> What to do:
From the listing below, output only the lines starting at the line that has "store, see [kv::KeyValueStore]." and ending at the line that has "const ACTIVITIES_PREFIX: &str", exactly as they appear, ends included.

Task inputs Start Marker

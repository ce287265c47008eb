use std::sync::Arc;

use anyhow::Result;
use tracing::info;

use crate::{
    activity::{aggregate::Aggregator, store::DailyLogStore},
    auth::{credentials::CredentialStore, session::SessionHolder},
    config::{AuthSettings, Config},
    storage::kv::{FileStore, KeyValueStore},
    utils::clock::{Clock, DefaultClock},
};

/// Everything a front end needs, wired to a single store. Built once at startup and passed
/// around explicitly.
pub struct Dasho<S> {
    pub session: SessionHolder<S>,
    pub logs: Arc<DailyLogStore<S>>,
    pub aggregator: Aggregator<S>,
    clock: Arc<dyn Clock>,
}

impl<S: KeyValueStore + Clone> Dasho<S> {
    pub fn new(store: S, clock: Arc<dyn Clock>, auth: AuthSettings) -> Self {
        let credentials = CredentialStore::new(store.clone(), clock.clone(), auth.hash_cost);
        let session = SessionHolder::new(store.clone(), credentials, clock.clone(), auth.latency);
        let logs = Arc::new(DailyLogStore::new(store, clock.clone()));
        let aggregator = Aggregator::new(logs.clone(), clock.clone());
        Self {
            session,
            logs,
            aggregator,
            clock,
        }
    }

    /// Seeds the demo account on a new store and restores the previous session.
    pub async fn init(&self) -> Result<()> {
        if self.session.credentials().ensure_seed_user().await? {
            info!("Initialized a new store");
        }
        self.session.restore().await;
        Ok(())
    }

    pub fn clock(&self) -> &dyn Clock {
        self.clock.as_ref()
    }
}

impl Dasho<Arc<FileStore>> {
    /// Opens the file store under the configured directory and initializes it.
    pub async fn open(config: &Config) -> Result<Self> {
        let store = Arc::new(FileStore::new(config.store_dir())?);
        let app = Self::new(store, Arc::new(DefaultClock), config.auth);
        app.init().await?;
        Ok(app)
    }
}
//! Storage is organized as a flat string key-value store, see [kv::KeyValueStore].
//!  - Every value is a JSON document.
//!  - [kv::FileStore] keeps one file per key in a single directory.
//!  - [memory::MemoryStore] keeps everything in memory and is used by tests.
//!
//! Keys used by dasho:
//!  - `dasho-users` holds all credential records.
//!  - `dasho-user` holds the signed in user.
//!  - `dasho-activities-{user id}-{YYYY-MM-DD}` holds a daily record.
//!  - `dasho-dates-{user id}` holds the dates a user has records for.

pub mod kv;
pub mod memory;

use chrono::NaiveDate;
use serde::de::DeserializeOwned;
use tracing::warn;

use crate::{error::StorageParseError, utils::time::date_key};

use self::kv::KeyValueStore;

pub const USERS_KEY: &str = "dasho-users";
pub const SESSION_KEY: &str = "dasho-user";

const ACTIVITIES_PREFIX: &str = "dasho-activities-";
const DATES_PREFIX: &str = "dasho-dates-";

/// Every key holding a daily record of `user_id` starts with this.
pub fn activities_prefix(user_id: &str) -> String {
    format!("{ACTIVITIES_PREFIX}{user_id}-")
}

pub fn activities_key(user_id: &str, date: NaiveDate) -> String {
    format!("{}{}", activities_prefix(user_id), date_key(date))
}

pub fn dates_key(user_id: &str) -> String {
    format!("{DATES_PREFIX}{user_id}")
}

/// Parses a JSON document stored under `key`.
pub fn parse_value<T: DeserializeOwned>(key: &str, raw: &str) -> Result<T, StorageParseError> {
    serde_json::from_str(raw).map_err(|source| StorageParseError {
        key: key.to_string(),
        source,
    })
}

/// Reads and parses the value under `key`. Both a missing value and a value that fails to
/// parse come back as `None`; the latter is logged.
pub async fn read_or_none<T: DeserializeOwned>(
    store: &impl KeyValueStore,
    key: &str,
) -> anyhow::Result<Option<T>> {
    let Some(raw) = store.get(key).await? else {
        return Ok(None);
    };
    match parse_value(key, &raw) {
        Ok(v) => Ok(Some(v)),
        Err(e) => {
            warn!("{e}");
            Ok(None)
        }
    }
}

#[cfg(test)]
mod tests {
    use chrono::NaiveDate;

    use super::{activities_key, activities_prefix, dates_key};

    #[test]
    fn test_key_layout() {
        let date = NaiveDate::from_ymd_opt(2025, 3, 15).unwrap();
        assert_eq!(activities_key("abc", date), "dasho-activities-abc-2025-03-15");
        assert!(activities_key("abc", date).starts_with(&activities_prefix("abc")));
        assert_eq!(dates_key("abc"), "dasho-dates-abc");
    }
}
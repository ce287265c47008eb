use std::{future::Future, io::ErrorKind, ops::Deref, path::PathBuf};

use anyhow::{bail, Result};
use tokio::{fs, sync::RwLock};
use tracing::debug;

use crate::fs::operations::{read_locked, remove_locked, replace_locked, update_locked};

/// Interface for abstracting the key-value storage every dasho entity lives in.
/// Values are opaque strings, callers decide how to (de)serialize them.
pub trait KeyValueStore: Send + Sync {
    /// Retrieves value stored under `key`, `None` if nothing was stored.
    fn get(&self, key: &str) -> impl Future<Output = Result<Option<String>>> + Send;

    /// Stores `value` under `key`, replacing any previous value.
    fn set(&self, key: &str, value: &str) -> impl Future<Output = Result<()>> + Send;

    /// Removes `key`. Removing a missing key is not an error.
    fn remove(&self, key: &str) -> impl Future<Output = Result<()>> + Send;

    /// Replaces the value under `key` with `f` applied to the current one. No other write to
    /// the store can happen in between. If `f` fails the value is left as it was.
    fn update<F>(&self, key: &str, f: F) -> impl Future<Output = Result<()>> + Send
    where
        F: FnOnce(Option<String>) -> Result<String> + Send;

    /// Lists every stored key starting with `prefix`.
    fn keys_with_prefix(&self, prefix: &str) -> impl Future<Output = Result<Vec<String>>> + Send;
}

impl<T: Deref + Send + Sync> KeyValueStore for T
where
    T::Target: KeyValueStore,
{
    fn get(&self, key: &str) -> impl Future<Output = Result<Option<String>>> + Send {
        self.deref().get(key)
    }

    fn set(&self, key: &str, value: &str) -> impl Future<Output = Result<()>> + Send {
        self.deref().set(key, value)
    }

    fn remove(&self, key: &str) -> impl Future<Output = Result<()>> + Send {
        self.deref().remove(key)
    }

    fn update<F>(&self, key: &str, f: F) -> impl Future<Output = Result<()>> + Send
    where
        F: FnOnce(Option<String>) -> Result<String> + Send,
    {
        self.deref().update(key, f)
    }

    fn keys_with_prefix(&self, prefix: &str) -> impl Future<Output = Result<Vec<String>>> + Send {
        self.deref().keys_with_prefix(prefix)
    }
}

const VALUE_EXTENSION: &str = "json";
const LOCK_FILE: &str = ".lock";

/// The main realization of [KeyValueStore]. Each key is a `{key}.json` file in `store_dir`.
/// Writes and reads are serialized through an advisory lock on `{store_dir}/.lock` so that
/// several dasho processes can share a directory. Within one process access is additionally
/// ordered by `access`, since the advisory lock is taken on the runtime thread and two
/// holders in the same process would wait on each other forever.
pub struct FileStore {
    store_dir: PathBuf,
    lock_path: PathBuf,
    access: RwLock<()>,
}

impl FileStore {
    pub fn new(store_dir: PathBuf) -> Result<Self, std::io::Error> {
        std::fs::create_dir_all(&store_dir)?;
        let lock_path = store_dir.join(LOCK_FILE);

        Ok(Self {
            store_dir,
            lock_path,
            access: RwLock::new(()),
        })
    }

    fn path_for(&self, key: &str) -> Result<PathBuf> {
        validate_key(key)?;
        Ok(self.store_dir.join(format!("{key}.{VALUE_EXTENSION}")))
    }
}

/// Keys become file names, so only a conservative character set is accepted.
fn validate_key(key: &str) -> Result<()> {
    let allowed = |c: char| c.is_ascii_alphanumeric() || matches!(c, '-' | '_' | '.');
    if key.is_empty() || key.starts_with('.') || !key.chars().all(allowed) {
        bail!("Key {key:?} can't be used as a storage key");
    }
    Ok(())
}

impl KeyValueStore for FileStore {
    async fn get(&self, key: &str) -> Result<Option<String>> {
        let path = self.path_for(key)?;
        let _access = self.access.read().await;
        debug!("Reading {path:?}");
        Ok(read_locked(&path, &self.lock_path).await?)
    }

    async fn set(&self, key: &str, value: &str) -> Result<()> {
        let path = self.path_for(key)?;
        let _access = self.access.write().await;
        debug!("Writing {path:?}");
        replace_locked(&path, &self.lock_path, value.as_bytes()).await?;
        Ok(())
    }

    async fn remove(&self, key: &str) -> Result<()> {
        let path = self.path_for(key)?;
        let _access = self.access.write().await;
        debug!("Removing {path:?}");
        remove_locked(&path, &self.lock_path).await?;
        Ok(())
    }

    async fn update<F>(&self, key: &str, f: F) -> Result<()>
    where
        F: FnOnce(Option<String>) -> Result<String> + Send,
    {
        let path = self.path_for(key)?;
        let _access = self.access.write().await;
        debug!("Updating {path:?}");
        update_locked(&path, &self.lock_path, f).await
    }

    async fn keys_with_prefix(&self, prefix: &str) -> Result<Vec<String>> {
        let mut entries = match fs::read_dir(&self.store_dir).await {
            Ok(v) => v,
            Err(e) if e.kind() == ErrorKind::NotFound => return Ok(vec![]),
            Err(e) => Err(e)?,
        };

        let mut keys = vec![];
        while let Some(entry) = entries.next_entry().await? {
            let path = entry.path();
            if path.extension().and_then(|v| v.to_str()) != Some(VALUE_EXTENSION) {
                continue;
            }
            let Some(key) = path.file_stem().and_then(|v| v.to_str()) else {
                continue;
            };
            if key.starts_with(prefix) {
                keys.push(key.to_string());
            }
        }
        keys.sort();
        Ok(keys)
    }
}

Task inputs End Marker

> Your response:
//! Storage is organized as a flat string key-value store, see [kv::KeyValueStore].
//!  - Every value is a JSON document.
//!  - [kv::FileStore] keeps one file per key in a single directory.
//!  - [memory::MemoryStore] keeps everything in memory and is used by tests.
//!
//! Keys used by dasho:
//!  - `dasho-users` holds all credential records.
//!  - `dasho-user` holds the signed in user.
//!  - `dasho-activities-{user id}-{YYYY-MM-DD}` holds a daily record.
//!  - `dasho-dates-{user id}` holds the dates a user has records for.

pub mod kv;
pub mod memory;

use chrono::NaiveDate;
use serde::de::DeserializeOwned;
use tracing::warn;

use crate::{error::StorageParseError, utils::time::date_key};

use self::kv::KeyValueStore;

pub const USERS_KEY: &str = "dasho-users";
pub const SESSION_KEY: &str = "dasho-user";

const ACTIVITIES_PREFIX: &str = "dasho-activities-";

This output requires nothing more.